2017-07-27

I don’t know what my mom was thinking when she dropped me off in front of my Catholic elementary school. When she put this overly rule following, people pleasing girl in that grey plaid uniform, white shirt and criss cross tie and sat me behind that desk in first grade.

I believed it all……hook, line and sinker. I am the poster child, for that Irish, Catholic girl.

Of course, with that deep conviction which still serves me well, I have honed a sharply developed skill of being fairly hard on myself, aka, the fabled and famous Catholic guilt.

Of hashing and re-hashing my marital mistakes, the choices I have made, the what if’s and the shoulda, coulda, woulda’s.
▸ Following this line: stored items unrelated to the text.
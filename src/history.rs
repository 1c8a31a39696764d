//! In-memory record of past scrape results.
//!
//! The store is owned by the orchestration layer and passed by reference to
//! callers that need it; there is no ambient global. Access is serialized
//! with a mutex so the store stays sound when the surrounding system runs
//! multi-threaded. Growth is unbounded by design; callers prune via
//! `delete`/`clear`.

use crate::model::{HistoryItem, ScrapeResult};
use chrono::{SecondsFormat, Utc};
use parking_lot::Mutex;

struct HistoryEntry {
    id: String,
    inserted_at: String,
    result: ScrapeResult,
}

#[derive(Default)]
struct HistoryInner {
    next_id: u64,
    entries: Vec<HistoryEntry>,
}

/// Keyed map from id to [`ScrapeResult`], preserving insertion order.
///
/// Ids come from a monotonic counter, so two insertions in the same
/// millisecond still get distinct ids. An id is assigned at insertion time
/// and stable thereafter; deletion removes the entry permanently.
#[derive(Default)]
pub struct HistoryStore {
    inner: Mutex<HistoryInner>,
}

impl HistoryStore {
    #[must_use]
    pub fn new() -> Self {
        Self::default()
    }

    /// Store a result and return its newly assigned id.
    pub fn insert(&self, result: ScrapeResult) -> String {
        let mut inner = self.inner.lock();
        inner.next_id += 1;
        let id = inner.next_id.to_string();
        inner.entries.push(HistoryEntry {
            id: id.clone(),
            inserted_at: Utc::now().to_rfc3339_opts(SecondsFormat::Millis, true),
            result,
        });
        id
    }

    #[must_use]
    pub fn get(&self, id: &str) -> Option<ScrapeResult> {
        self.inner
            .lock()
            .entries
            .iter()
            .find(|entry| entry.id == id)
            .map(|entry| entry.result.clone())
    }

    /// Remove an entry. Returns whether anything was removed.
    pub fn delete(&self, id: &str) -> bool {
        let mut inner = self.inner.lock();
        let before = inner.entries.len();
        inner.entries.retain(|entry| entry.id != id);
        inner.entries.len() != before
    }

    /// Summaries of all entries in insertion order. Failed scrapes carry no
    /// data, so their summary falls back to an empty URL and the insertion
    /// timestamp.
    #[must_use]
    pub fn list(&self) -> Vec<HistoryItem> {
        self.inner
            .lock()
            .entries
            .iter()
            .map(|entry| HistoryItem {
                id: entry.id.clone(),
                url: entry
                    .result
                    .data
                    .as_ref()
                    .map(|data| data.url.clone())
                    .unwrap_or_default(),
                timestamp: entry
                    .result
                    .data
                    .as_ref()
                    .map(|data| data.timestamp.clone())
                    .unwrap_or_else(|| entry.inserted_at.clone()),
                status: entry.result.status,
            })
            .collect()
    }

    pub fn clear(&self) {
        self.inner.lock().entries.clear();
    }

    #[must_use]
    pub fn len(&self) -> usize {
        self.inner.lock().entries.len()
    }

    #[must_use]
    pub fn is_empty(&self) -> bool {
        self.inner.lock().entries.is_empty()
    }
}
For me, the Catholic girl, forgiveness was easy. Self-forgiveness……..not so much.

Why had I stayed in a bad situation so long? Why had I been so determined to be a ‘fixer?’ Why couldn’t I accept the inevitable? Why had my choices kept my children in an impossible situation this long? Why had I stayed so long that I lost all of myself?
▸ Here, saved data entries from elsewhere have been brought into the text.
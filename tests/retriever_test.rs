//! Retrieval behavior against a mock server: relay fallback order, empty-body
//! handling, exhaustion, and the privileged API branch.

mod common;

use common::create_test_html;
use mockito::Matcher;
use sitesift::retriever::{RelayEndpoint, Retriever};
use sitesift::{ScrapeError, ScraperOptions};

fn relay_to(server: &mockito::ServerGuard, name: &str, path: &str) -> RelayEndpoint {
    RelayEndpoint::new(name, format!("{}{path}", server.url()), false)
}

#[tokio::test]
async fn first_successful_relay_wins() {
    let mut server = mockito::Server::new_async().await;
    let html = create_test_html("Relay", "<p>hello</p>");

    let bad = server
        .mock("GET", "/bad")
        .with_status(503)
        .create_async()
        .await;
    let good = server
        .mock("GET", "/good")
        .with_status(200)
        .with_header("content-type", "text/html")
        .with_body(&html)
        .create_async()
        .await;
    let unreached = server
        .mock("GET", "/unreached")
        .with_status(200)
        .with_body("later candidate")
        .expect(0)
        .create_async()
        .await;

    let retriever = Retriever::new().with_relays(vec![
        relay_to(&server, "bad", "/bad"),
        relay_to(&server, "good", "/good"),
        relay_to(&server, "unreached", "/unreached"),
    ]);

    let body = retriever
        .retrieve("https://target.example/", &ScraperOptions::default(), None)
        .await
        .expect("second relay succeeds");
    assert_eq!(body, html);

    bad.assert_async().await;
    good.assert_async().await;
    unreached.assert_async().await;
}

#[tokio::test]
async fn empty_body_counts_as_candidate_failure() {
    let mut server = mockito::Server::new_async().await;

    server
        .mock("GET", "/empty")
        .with_status(200)
        .with_body("")
        .create_async()
        .await;
    server
        .mock("GET", "/good")
        .with_status(200)
        .with_body("<html>ok</html>")
        .create_async()
        .await;

    let retriever = Retriever::new().with_relays(vec![
        relay_to(&server, "empty", "/empty"),
        relay_to(&server, "good", "/good"),
    ]);

    let body = retriever
        .retrieve("https://target.example/", &ScraperOptions::default(), None)
        .await
        .expect("non-empty relay wins");
    assert_eq!(body, "<html>ok</html>");
}

#[tokio::test]
async fn exhausted_relays_report_last_failure() {
    let mut server = mockito::Server::new_async().await;

    server
        .mock("GET", "/a")
        .with_status(500)
        .create_async()
        .await;
    server
        .mock("GET", "/b")
        .with_status(404)
        .create_async()
        .await;

    let retriever = Retriever::new().with_relays(vec![
        relay_to(&server, "a", "/a"),
        relay_to(&server, "b", "/b"),
    ]);

    let err = retriever
        .retrieve("https://target.example/", &ScraperOptions::default(), None)
        .await
        .expect_err("every candidate fails");

    match err {
        ScrapeError::Network(message) => {
            assert!(message.contains("404"), "last observed failure kept: {message}");
        }
        other => panic!("expected network error, got {other:?}"),
    }
}

#[tokio::test]
async fn api_branch_sends_expected_parameters() {
    let mut server = mockito::Server::new_async().await;
    let html = create_test_html("API", "<p>rendered</p>");

    let api = server
        .mock("GET", "/v1")
        .match_query(Matcher::AllOf(vec![
            Matcher::UrlEncoded("apikey".into(), "secret".into()),
            Matcher::UrlEncoded("url".into(), "https://target.example/".into()),
            Matcher::UrlEncoded("js_render".into(), "true".into()),
            Matcher::UrlEncoded("premium_proxy".into(), "true".into()),
        ]))
        .with_status(200)
        .with_body(&html)
        .create_async()
        .await;

    let retriever = Retriever::new().with_api_base(format!("{}/v1", server.url()));
    let body = retriever
        .retrieve(
            "https://target.example/",
            &ScraperOptions::default(),
            Some("secret"),
        )
        .await
        .expect("API call succeeds");
    assert_eq!(body, html);
    api.assert_async().await;
}

#[tokio::test]
async fn api_failure_is_terminal_without_relay_fallback() {
    let mut server = mockito::Server::new_async().await;

    server
        .mock("GET", "/v1")
        .match_query(Matcher::Any)
        .with_status(403)
        .create_async()
        .await;
    let relay = server
        .mock("GET", "/good")
        .with_status(200)
        .with_body("would succeed")
        .expect(0)
        .create_async()
        .await;

    let retriever = Retriever::new()
        .with_api_base(format!("{}/v1", server.url()))
        .with_relays(vec![relay_to(&server, "good", "/good")]);

    let err = retriever
        .retrieve(
            "https://target.example/",
            &ScraperOptions::default(),
            Some("secret"),
        )
        .await
        .expect_err("API failure must not fall back to relays");

    assert!(matches!(err, ScrapeError::Network(_)));
    assert!(err.to_string().contains("403"));
    relay.assert_async().await;
}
I remember in my twenties, driving with my friend as her young daughter slept soundly in the backseat. I remember exactly where we were. My favorite street, in my favorite town near her home.

I am not quite sure why we remember certain moments in our lives….the ones that become our very own defining timeline and soundtrack to our soul, but we do. They are the distinct words that shatter our otherwise, noisy journeys.
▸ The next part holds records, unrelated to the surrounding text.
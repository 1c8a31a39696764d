//! HTML retrieval with a relay fallback chain.
//!
//! With an API key, retrieval is a single GET against a privileged scraping
//! API (JS rendering and premium proxies enabled server-side) and any failure
//! is terminal. Without a key, the retriever walks an ordered list of public
//! relay endpoints one at a time; the first 2xx response with a non-empty
//! body wins. Candidates are never raced and the list is walked exactly once
//! per attempt, with no retry or backoff.

mod relays;

pub use relays::{RelayEndpoint, default_relays};

use crate::config::ScraperOptions;
use crate::error::{ScrapeError, SiftResult};
use reqwest::header::USER_AGENT;

/// Privileged scraping-API endpoint used when an API key is supplied.
const SCRAPING_API_URL: &str = "https://api.zenrows.com/v1";

pub struct Retriever {
    client: reqwest::Client,
    api_base: String,
    relays: Vec<RelayEndpoint>,
}

impl Default for Retriever {
    fn default() -> Self {
        Self::new()
    }
}

impl Retriever {
    #[must_use]
    pub fn new() -> Self {
        Self {
            client: reqwest::Client::new(),
            api_base: SCRAPING_API_URL.to_string(),
            relays: default_relays(),
        }
    }

    /// Override the privileged API base URL (tests point this at a mock).
    #[must_use]
    pub fn with_api_base(mut self, api_base: impl Into<String>) -> Self {
        self.api_base = api_base.into();
        self
    }

    /// Replace the relay fallback list, preserving the given order.
    #[must_use]
    pub fn with_relays(mut self, relays: Vec<RelayEndpoint>) -> Self {
        self.relays = relays;
        self
    }

    /// Fetch raw HTML for `url`.
    ///
    /// # Errors
    ///
    /// Returns [`ScrapeError::Network`] when the privileged API call fails or
    /// every relay candidate has been exhausted.
    pub async fn retrieve(
        &self,
        url: &str,
        options: &ScraperOptions,
        api_key: Option<&str>,
    ) -> SiftResult<String> {
        match api_key {
            Some(key) => self.retrieve_via_api(url, options, key).await,
            None => self.retrieve_via_relays(url, options).await,
        }
    }

    /// Single GET against the scraping API. No fallback in this branch: a
    /// non-2xx status or transport failure is terminal.
    async fn retrieve_via_api(
        &self,
        url: &str,
        options: &ScraperOptions,
        api_key: &str,
    ) -> SiftResult<String> {
        log::debug!("retrieving {url} via scraping API");
        let response = self
            .client
            .get(&self.api_base)
            .query(&[
                ("apikey", api_key),
                ("url", url),
                ("js_render", "true"),
                ("premium_proxy", "true"),
            ])
            .timeout(options.timeout())
            .send()
            .await
            .map_err(|e| ScrapeError::Network(e.to_string()))?;

        let status = response.status();
        if !status.is_success() {
            return Err(ScrapeError::Network(format!(
                "scraping API returned status {status}"
            )));
        }

        response
            .text()
            .await
            .map_err(|e| ScrapeError::Network(e.to_string()))
    }

    /// Walk the relay list in order, one pass, strictly sequentially.
    async fn retrieve_via_relays(&self, url: &str, options: &ScraperOptions) -> SiftResult<String> {
        let mut last_error: Option<String> = None;

        for relay in &self.relays {
            let proxy_url = relay.proxy_url(url);
            log::debug!("trying relay '{}' for {url}", relay.name);

            let response = match self
                .client
                .get(&proxy_url)
                .header(USER_AGENT, options.user_agent())
                .timeout(options.timeout())
                .send()
                .await
            {
                Ok(response) => response,
                Err(e) => {
                    log::warn!("relay '{}' failed for {url}: {e}", relay.name);
                    last_error = Some(e.to_string());
                    continue;
                }
            };

            let status = response.status();
            if !status.is_success() {
                log::warn!("relay '{}' returned status {status} for {url}", relay.name);
                last_error = Some(format!("relay '{}' returned status {status}", relay.name));
                continue;
            }

            match response.text().await {
                Ok(body) if !body.is_empty() => {
                    log::debug!("relay '{}' succeeded for {url}", relay.name);
                    return Ok(body);
                }
                Ok(_) => {
                    last_error = Some(format!("relay '{}' returned an empty body", relay.name));
                }
                Err(e) => {
                    last_error = Some(e.to_string());
                }
            }
        }

        Err(ScrapeError::Network(last_error.unwrap_or_else(|| {
            "all relay endpoints failed".to_string()
        })))
    }
}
“Why did you put up with me all those years?” She asked randomly.

In high school she would always try and say and do things to shock me. I would just smile and shake my head. The truth is her declarations were easy to ignore. While she may have tried to act the part of the wild teenager of abandon, her actions said another thing completely.

While I was out at parties, she was out in D.C. handing out blankets and food to the homeless.

“I always saw you for who you really were,” I replied casually and somewhat confused that she seemingly felt she needed forgiveness.

Obviously, long past our teenage years and deep into my own, mid-life, teenage resembling, personal drama, my phone rang. I heard the sound of her voice in what would become another defining moment in the soundtrack of my life.

I had just written a piece about her rescuing animals and she was calling to chat about it.

“It’s such great work that you do,” I say. “I need to do more.”

She sees through me. It is her Superman x-ray vision peering through my mid-life adolescence.

Just as I, many years before, had seen through her adolescent antics.

“Colleen, you have always been a rescuer of people,” she says.

She is seeing me for who I really am.

She is offering me forgiveness. This Irish Catholic girl will take it.